Your objective -
Go through the material below, count the lines with the word "Found", and reply with the count alone.

Input data -
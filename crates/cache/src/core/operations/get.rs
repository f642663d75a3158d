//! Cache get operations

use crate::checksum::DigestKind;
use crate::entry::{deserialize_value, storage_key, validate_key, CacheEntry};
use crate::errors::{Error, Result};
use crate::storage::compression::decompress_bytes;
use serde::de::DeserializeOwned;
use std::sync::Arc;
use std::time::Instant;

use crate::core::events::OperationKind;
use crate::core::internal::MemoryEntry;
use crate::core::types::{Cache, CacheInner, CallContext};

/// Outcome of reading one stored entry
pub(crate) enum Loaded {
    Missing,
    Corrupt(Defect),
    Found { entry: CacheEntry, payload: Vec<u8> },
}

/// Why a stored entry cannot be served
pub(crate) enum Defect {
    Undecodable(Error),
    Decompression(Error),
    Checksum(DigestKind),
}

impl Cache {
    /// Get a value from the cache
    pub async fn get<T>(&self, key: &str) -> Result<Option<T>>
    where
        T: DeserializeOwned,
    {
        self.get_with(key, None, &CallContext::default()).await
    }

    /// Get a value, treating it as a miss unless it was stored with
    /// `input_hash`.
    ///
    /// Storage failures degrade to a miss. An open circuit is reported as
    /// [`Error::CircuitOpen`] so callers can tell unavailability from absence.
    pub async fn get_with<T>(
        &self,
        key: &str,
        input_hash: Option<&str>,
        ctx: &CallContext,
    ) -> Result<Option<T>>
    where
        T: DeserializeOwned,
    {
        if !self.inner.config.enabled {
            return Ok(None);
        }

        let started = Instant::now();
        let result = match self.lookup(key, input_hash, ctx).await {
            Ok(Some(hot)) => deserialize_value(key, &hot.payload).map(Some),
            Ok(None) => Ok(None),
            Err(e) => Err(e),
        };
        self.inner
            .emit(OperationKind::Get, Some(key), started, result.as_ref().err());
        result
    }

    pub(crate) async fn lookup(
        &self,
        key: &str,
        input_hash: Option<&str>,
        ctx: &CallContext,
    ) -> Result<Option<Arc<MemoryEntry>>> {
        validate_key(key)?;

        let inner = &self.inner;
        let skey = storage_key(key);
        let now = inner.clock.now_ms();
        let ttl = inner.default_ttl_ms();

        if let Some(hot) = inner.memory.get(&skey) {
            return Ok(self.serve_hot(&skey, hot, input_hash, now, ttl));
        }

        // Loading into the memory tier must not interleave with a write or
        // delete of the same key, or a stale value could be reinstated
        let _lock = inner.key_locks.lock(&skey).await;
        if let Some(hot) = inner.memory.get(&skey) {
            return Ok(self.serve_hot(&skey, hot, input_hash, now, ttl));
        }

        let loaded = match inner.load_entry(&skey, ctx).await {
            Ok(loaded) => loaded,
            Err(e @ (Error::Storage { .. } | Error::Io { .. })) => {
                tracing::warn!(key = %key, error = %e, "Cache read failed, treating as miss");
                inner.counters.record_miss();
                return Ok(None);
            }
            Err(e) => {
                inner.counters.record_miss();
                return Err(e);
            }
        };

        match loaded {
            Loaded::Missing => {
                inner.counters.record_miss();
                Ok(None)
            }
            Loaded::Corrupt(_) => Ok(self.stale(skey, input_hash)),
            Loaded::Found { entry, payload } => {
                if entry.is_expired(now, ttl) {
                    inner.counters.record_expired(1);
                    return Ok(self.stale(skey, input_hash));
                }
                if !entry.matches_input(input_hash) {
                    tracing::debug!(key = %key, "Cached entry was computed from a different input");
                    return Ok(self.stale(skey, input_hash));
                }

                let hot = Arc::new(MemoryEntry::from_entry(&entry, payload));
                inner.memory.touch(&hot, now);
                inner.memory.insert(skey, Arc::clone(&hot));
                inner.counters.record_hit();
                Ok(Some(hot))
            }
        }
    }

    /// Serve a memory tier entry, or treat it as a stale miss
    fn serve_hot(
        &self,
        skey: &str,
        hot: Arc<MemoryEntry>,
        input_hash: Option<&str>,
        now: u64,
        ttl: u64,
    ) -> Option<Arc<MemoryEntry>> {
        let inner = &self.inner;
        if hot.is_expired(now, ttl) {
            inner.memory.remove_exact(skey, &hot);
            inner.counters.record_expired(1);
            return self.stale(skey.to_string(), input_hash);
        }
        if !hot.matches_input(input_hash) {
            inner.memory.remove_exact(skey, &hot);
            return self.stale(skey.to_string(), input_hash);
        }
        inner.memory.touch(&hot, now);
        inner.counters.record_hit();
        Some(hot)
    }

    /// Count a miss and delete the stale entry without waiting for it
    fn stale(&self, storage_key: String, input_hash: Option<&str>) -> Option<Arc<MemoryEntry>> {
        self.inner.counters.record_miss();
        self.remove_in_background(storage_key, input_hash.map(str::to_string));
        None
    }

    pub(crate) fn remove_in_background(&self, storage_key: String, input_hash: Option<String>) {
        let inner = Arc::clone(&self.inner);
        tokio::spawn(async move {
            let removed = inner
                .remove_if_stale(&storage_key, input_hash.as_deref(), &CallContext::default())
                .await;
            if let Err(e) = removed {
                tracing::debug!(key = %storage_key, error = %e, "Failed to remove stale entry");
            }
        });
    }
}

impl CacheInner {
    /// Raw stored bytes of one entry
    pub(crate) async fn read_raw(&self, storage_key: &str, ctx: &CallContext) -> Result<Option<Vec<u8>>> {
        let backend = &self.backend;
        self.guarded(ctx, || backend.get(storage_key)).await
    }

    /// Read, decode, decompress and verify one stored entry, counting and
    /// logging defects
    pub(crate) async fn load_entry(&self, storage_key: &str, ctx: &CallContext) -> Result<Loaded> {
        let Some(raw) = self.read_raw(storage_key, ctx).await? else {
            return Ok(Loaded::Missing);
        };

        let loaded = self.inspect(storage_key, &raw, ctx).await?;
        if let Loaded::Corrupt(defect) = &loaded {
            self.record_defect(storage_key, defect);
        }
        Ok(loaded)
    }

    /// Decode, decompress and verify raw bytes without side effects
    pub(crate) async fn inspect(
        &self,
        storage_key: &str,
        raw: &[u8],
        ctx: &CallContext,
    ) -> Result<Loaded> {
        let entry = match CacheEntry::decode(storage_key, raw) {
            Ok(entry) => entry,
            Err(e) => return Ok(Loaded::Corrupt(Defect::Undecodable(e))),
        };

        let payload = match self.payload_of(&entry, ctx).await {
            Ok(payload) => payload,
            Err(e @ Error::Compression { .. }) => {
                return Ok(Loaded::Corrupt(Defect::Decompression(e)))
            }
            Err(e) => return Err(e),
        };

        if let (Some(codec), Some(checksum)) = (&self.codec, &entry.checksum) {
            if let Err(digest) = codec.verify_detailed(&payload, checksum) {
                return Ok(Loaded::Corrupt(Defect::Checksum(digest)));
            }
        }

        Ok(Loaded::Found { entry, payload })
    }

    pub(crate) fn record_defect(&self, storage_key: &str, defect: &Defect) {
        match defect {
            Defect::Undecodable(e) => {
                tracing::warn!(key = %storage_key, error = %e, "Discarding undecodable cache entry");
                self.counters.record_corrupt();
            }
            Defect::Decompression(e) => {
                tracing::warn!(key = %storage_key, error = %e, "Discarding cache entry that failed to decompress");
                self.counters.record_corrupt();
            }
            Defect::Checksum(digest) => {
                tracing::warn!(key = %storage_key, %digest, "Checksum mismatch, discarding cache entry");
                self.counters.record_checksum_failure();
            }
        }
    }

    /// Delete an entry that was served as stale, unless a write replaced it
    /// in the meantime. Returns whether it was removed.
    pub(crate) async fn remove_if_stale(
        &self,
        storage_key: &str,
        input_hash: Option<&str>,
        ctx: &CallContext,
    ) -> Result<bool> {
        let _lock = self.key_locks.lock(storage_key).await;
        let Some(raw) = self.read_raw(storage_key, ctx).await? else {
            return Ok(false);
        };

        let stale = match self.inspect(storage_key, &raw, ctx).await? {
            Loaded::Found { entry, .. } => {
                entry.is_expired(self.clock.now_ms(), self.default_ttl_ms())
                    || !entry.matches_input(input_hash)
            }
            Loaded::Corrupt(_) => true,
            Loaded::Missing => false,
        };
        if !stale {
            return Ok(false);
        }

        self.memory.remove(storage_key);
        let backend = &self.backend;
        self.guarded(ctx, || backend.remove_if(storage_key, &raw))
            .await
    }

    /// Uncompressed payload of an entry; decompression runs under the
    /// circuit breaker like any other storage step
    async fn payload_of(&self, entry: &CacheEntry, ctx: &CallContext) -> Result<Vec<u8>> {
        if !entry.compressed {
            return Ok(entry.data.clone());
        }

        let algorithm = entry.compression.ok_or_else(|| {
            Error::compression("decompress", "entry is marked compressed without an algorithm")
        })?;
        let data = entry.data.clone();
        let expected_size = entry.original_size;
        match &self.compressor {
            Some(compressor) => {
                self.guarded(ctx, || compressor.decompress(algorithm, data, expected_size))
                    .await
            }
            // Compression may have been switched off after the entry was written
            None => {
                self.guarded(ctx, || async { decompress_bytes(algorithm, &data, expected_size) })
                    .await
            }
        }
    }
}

Response to the task -
4